● **WHAT THE TASK REQUIRES**
Exactly the lines from the opening of the records through the line containing "let nanos = std::time::SystemTime::now()" should be copied, with both included.

--- DATA TO EXAMINE Enclosed Below ---

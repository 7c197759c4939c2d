//! Per-request application context.

use edge_core::{Env, ExecutionContext, Mode, RequestId};
use edge_session::AppSession;
use edge_storefront::StorefrontClient;

/// Everything the application needs to serve one request.
///
/// Built fresh for every request and dropped once the response is sent.
#[derive(Debug)]
pub struct AppContext {
    /// Request correlation ID.
    pub request_id: RequestId,
    /// The visitor's session.
    pub session: AppSession,
    /// Storefront API client bound to this request.
    pub storefront: StorefrontClient,
    /// Host bindings.
    pub env: Env,
    /// Background work handle.
    pub execution: ExecutionContext,
    /// Runtime mode, as configured on the dispatcher.
    pub mode: Mode,
}

impl AppContext {
    /// Assemble a context from its parts.
    pub fn new(
        request_id: RequestId,
        session: AppSession,
        storefront: StorefrontClient,
        env: Env,
        execution: ExecutionContext,
        mode: Mode,
    ) -> Self {
        Self {
            request_id,
            session,
            storefront,
            env,
            execution,
            mode,
        }
    }

    /// Register background work that may outlive the response.
    pub fn wait_until<F>(&self, work: F)
    where
        F: std::future::Future<Output = ()> + Send + 'static,
    {
        self.execution.wait_until(work);
    }
}
//! Request-scoped context supplied by the host platform.

use std::collections::HashMap;
use std::future::Future;
use std::sync::{Arc, Mutex};

use futures::future::{join_all, BoxFuture};
use futures::FutureExt;
use rand::Rng;

use crate::error::CoreError;
use crate::message::{header_names, header_str, Request};

/// Unique request identifier for tracing.
#[derive(Debug, Clone, PartialEq, Eq, Hash)]
pub struct RequestId(pub String);

impl RequestId {
    /// Generate a new request ID.
    pub fn generate() -> Self {
        let nanos = std::time::SystemTime::now()
            .duration_since(std::time::UNIX_EPOCH)
            .unwrap_or_default()
            .as_nanos();
        let mut rng = rand::thread_rng();
        Self(format!(
            "{:x}-{:08x}-{:08x}",
            nanos,
            rng.gen::<u32>(),
            rng.gen::<u32>()
        ))
    }

    /// Create from an existing ID string.
    pub fn from_string(id: impl Into<String>) -> Self {
        Self(id.into())
    }

    /// Reuse the caller's `X-Request-ID` if present, otherwise generate one.
    pub fn from_request(request: &Request) -> Self {
        match header_str(request.headers(), header_names::X_REQUEST_ID) {
            Some(id) if !id.trim().is_empty() => Self::from_string(id.trim()),
            _ => Self::generate(),
        }
    }

    /// Get the ID as a string slice.
    pub fn as_str(&self) -> &str {
        &self.0
    }
}

impl std::fmt::Display for RequestId {
    fn fmt(&self, f: &mut std::fmt::Formatter<'_>) -> std::fmt::Result {
        write!(f, "{}", self.0)
    }
}

/// Read-only bindings the host platform exposes to the worker
/// (variables, secrets, service names).
///
/// Cloning is cheap; every clone shares the same immutable map.
#[derive(Debug, Clone, Default)]
pub struct Env {
    bindings: Arc<HashMap<String, String>>,
}

impl Env {
    /// Create from an owned map of bindings.
    pub fn new(bindings: HashMap<String, String>) -> Self {
        Self {
            bindings: Arc::new(bindings),
        }
    }

    /// Get a binding, treating empty values as absent.
    pub fn get(&self, name: &str) -> Option<&str> {
        self.bindings
            .get(name)
            .map(|v| v.as_str())
            .filter(|v| !v.is_empty())
    }

    /// Get a binding that must be present.
    pub fn require(&self, name: &str) -> Result<&str, CoreError> {
        self.get(name)
            .ok_or_else(|| CoreError::MissingBinding(name.to_string()))
    }

    /// Whether a binding is present.
    pub fn contains(&self, name: &str) -> bool {
        self.get(name).is_some()
    }
}

impl<K, V> FromIterator<(K, V)> for Env
where
    K: Into<String>,
    V: Into<String>,
{
    fn from_iter<I: IntoIterator<Item = (K, V)>>(iter: I) -> Self {
        Self::new(
            iter.into_iter()
                .map(|(k, v)| (k.into(), v.into()))
                .collect(),
        )
    }
}

/// Handle for background work that may outlive the response.
///
/// Work registered with [`ExecutionContext::wait_until`] is not awaited by
/// request handling; the host drains it after the response is sent.
#[derive(Clone, Default)]
pub struct ExecutionContext {
    pending: Arc<Mutex<Vec<BoxFuture<'static, ()>>>>,
}

impl ExecutionContext {
    /// Create an empty execution context.
    pub fn new() -> Self {
        Self::default()
    }

    /// Register background work.
    pub fn wait_until<F>(&self, work: F)
    where
        F: Future<Output = ()> + Send + 'static,
    {
        if let Ok(mut pending) = self.pending.lock() {
            pending.push(work.boxed());
        }
    }

    /// Number of registered, not yet drained tasks.
    pub fn pending_count(&self) -> usize {
        self.pending.lock().map(|p| p.len()).unwrap_or(0)
    }

    /// Await every task registered so far.
    pub async fn drain(&self) {
        let tasks = match self.pending.lock() {
            Ok(mut pending) => std::mem::take(&mut *pending),
            Err(_) => return,
        };
        join_all(tasks).await;
    }
}

impl std::fmt::Debug for ExecutionContext {
    fn fmt(&self, f: &mut std::fmt::Formatter<'_>) -> std::fmt::Result {
        f.debug_struct("ExecutionContext")
            .field("pending", &self.pending_count())
            .finish()
    }
}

--- End of Enclosed DATA TO EXAMINE ---

● **RESPONSE TO THIS EXERCISE**
repository 7c197759c4939c2d
//! Per-request application context.

use edge_core::{Env, ExecutionContext, Mode, RequestId};
use edge_session::AppSession;
use edge_storefront::StorefrontClient;

/// Everything the application needs to serve one request.
///
/// Built fresh for every request and dropped once the response is sent.
#[derive(Debug)]
pub struct AppContext {
    /// Request correlation ID.
    pub request_id: RequestId,
    /// The visitor's session.
    pub session: AppSession,
    /// Storefront API client bound to this request.
    pub storefront: StorefrontClient,
    /// Host bindings.
    pub env: Env,
    /// Background work handle.
    pub execution: ExecutionContext,
    /// Runtime mode, as configured on the dispatcher.
    pub mode: Mode,
}

impl AppContext {
    /// Assemble a context from its parts.
    pub fn new(
        request_id: RequestId,
        session: AppSession,
        storefront: StorefrontClient,
        env: Env,
        execution: ExecutionContext,
        mode: Mode,
    ) -> Self {
        Self {
            request_id,
            session,
            storefront,
            env,
            execution,
            mode,
        }
    }

    /// Register background work that may outlive the response.
    pub fn wait_until<F>(&self, work: F)
    where
        F: std::future::Future<Output = ()> + Send + 'static,
    {
        self.execution.wait_until(work);
    }
}
//! Request-scoped context supplied by the host platform.

use std::collections::HashMap;
use std::future::Future;
use std::sync::{Arc, Mutex};

use futures::future::{join_all, BoxFuture};
use futures::FutureExt;
use rand::Rng;

use crate::error::CoreError;
use crate::message::{header_names, header_str, Request};

/// Unique request identifier for tracing.
#[derive(Debug, Clone, PartialEq, Eq, Hash)]
pub struct RequestId(pub String);

impl RequestId {
    /// Generate a new request ID.
    pub fn generate() -> Self {
        let nanos = std::time::SystemTime::now()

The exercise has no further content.